YOUR INSTRUCTIONS
Write out, word for word, every line in the data below from the one containing "return Err(io::Error::last_os_error());" to the one containing "out.push(buf);", both of them included.

Dataset entries:
╔══

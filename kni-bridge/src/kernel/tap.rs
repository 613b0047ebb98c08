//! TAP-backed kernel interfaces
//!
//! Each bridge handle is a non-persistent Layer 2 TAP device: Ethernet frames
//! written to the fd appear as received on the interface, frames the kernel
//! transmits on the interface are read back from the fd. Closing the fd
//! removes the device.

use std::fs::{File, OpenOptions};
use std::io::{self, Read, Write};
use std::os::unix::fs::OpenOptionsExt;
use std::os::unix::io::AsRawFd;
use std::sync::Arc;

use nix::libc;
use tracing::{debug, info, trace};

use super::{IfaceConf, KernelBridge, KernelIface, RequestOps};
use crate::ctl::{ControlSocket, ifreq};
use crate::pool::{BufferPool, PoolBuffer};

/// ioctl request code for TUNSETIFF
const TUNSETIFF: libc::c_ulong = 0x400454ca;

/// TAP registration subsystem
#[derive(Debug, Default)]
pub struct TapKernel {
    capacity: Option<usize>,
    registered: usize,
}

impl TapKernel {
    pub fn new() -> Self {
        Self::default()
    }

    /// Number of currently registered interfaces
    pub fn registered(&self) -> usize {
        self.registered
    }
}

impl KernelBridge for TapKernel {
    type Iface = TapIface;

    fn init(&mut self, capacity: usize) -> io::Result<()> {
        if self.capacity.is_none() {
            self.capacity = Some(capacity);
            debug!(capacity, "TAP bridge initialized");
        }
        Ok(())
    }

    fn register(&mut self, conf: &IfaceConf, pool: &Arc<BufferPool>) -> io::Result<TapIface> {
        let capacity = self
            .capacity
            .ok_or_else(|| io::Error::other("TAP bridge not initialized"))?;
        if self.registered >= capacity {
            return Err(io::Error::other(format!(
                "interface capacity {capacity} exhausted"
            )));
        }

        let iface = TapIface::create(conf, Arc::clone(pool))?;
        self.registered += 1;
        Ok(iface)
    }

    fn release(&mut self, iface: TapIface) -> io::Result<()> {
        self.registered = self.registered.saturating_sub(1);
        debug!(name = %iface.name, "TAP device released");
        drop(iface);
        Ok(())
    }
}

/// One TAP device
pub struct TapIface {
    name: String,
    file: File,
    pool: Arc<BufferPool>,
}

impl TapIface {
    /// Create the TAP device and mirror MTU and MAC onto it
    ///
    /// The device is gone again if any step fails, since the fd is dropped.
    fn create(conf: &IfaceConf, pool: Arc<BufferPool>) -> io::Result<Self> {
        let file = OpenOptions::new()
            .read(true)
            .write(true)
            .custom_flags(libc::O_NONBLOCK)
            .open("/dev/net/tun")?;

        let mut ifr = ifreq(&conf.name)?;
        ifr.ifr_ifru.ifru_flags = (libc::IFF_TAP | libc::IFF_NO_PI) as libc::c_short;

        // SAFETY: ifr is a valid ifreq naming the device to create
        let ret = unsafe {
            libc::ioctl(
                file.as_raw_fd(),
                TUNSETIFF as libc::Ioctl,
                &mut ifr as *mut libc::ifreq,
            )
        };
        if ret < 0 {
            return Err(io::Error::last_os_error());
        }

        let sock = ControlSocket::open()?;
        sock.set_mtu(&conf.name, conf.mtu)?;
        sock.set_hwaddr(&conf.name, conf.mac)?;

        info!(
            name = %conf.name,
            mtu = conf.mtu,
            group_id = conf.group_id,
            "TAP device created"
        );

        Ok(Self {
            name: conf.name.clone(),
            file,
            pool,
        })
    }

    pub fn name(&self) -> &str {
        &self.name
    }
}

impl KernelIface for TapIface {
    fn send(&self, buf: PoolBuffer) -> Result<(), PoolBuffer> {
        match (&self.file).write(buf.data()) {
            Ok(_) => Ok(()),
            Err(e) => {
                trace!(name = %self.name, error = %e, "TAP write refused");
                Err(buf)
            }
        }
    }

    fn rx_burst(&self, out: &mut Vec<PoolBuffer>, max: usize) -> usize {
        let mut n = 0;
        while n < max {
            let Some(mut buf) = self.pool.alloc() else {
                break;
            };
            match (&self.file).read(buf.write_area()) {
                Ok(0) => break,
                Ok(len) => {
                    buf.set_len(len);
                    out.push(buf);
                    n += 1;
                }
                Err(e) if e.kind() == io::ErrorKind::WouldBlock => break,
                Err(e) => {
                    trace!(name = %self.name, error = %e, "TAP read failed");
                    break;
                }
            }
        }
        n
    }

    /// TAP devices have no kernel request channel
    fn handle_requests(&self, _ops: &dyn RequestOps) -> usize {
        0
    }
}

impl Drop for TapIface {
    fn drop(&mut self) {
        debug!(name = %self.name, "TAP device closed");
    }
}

╚══

THE COMPLETED TASK
            return Err(io::Error::last_os_error());
        }

        let sock = ControlSocket::open()?;
        sock.set_mtu(&conf.name, conf.mtu)?;
        sock.set_hwaddr(&conf.name, conf.mac)?;

        info!(
            name = %conf.name,
            mtu = conf.mtu,
            group_id = conf.group_id,
            "TAP device created"
        );

        Ok(Self {
            name: conf.name.clone(),
            file,
            pool,
        })
    }

    pub fn name(&self) -> &str {
        &self.name
    }
}

impl KernelIface for TapIface {
    fn send(&self, buf: PoolBuffer) -> Result<(), PoolBuffer> {
        match (&self.file).write(buf.data()) {
            Ok(_) => Ok(()),
            Err(e) => {
                trace!(name = %self.name, error = %e, "TAP write refused");
                Err(buf)
            }
        }
    }

    fn rx_burst(&self, out: &mut Vec<PoolBuffer>, max: usize) -> usize {
        let mut n = 0;
        while n < max {
            let Some(mut buf) = self.pool.alloc() else {
                break;
            };
            match (&self.file).read(buf.write_area()) {
                Ok(0) => break,
                Ok(len) => {
                    buf.set_len(len);
                    out.push(buf);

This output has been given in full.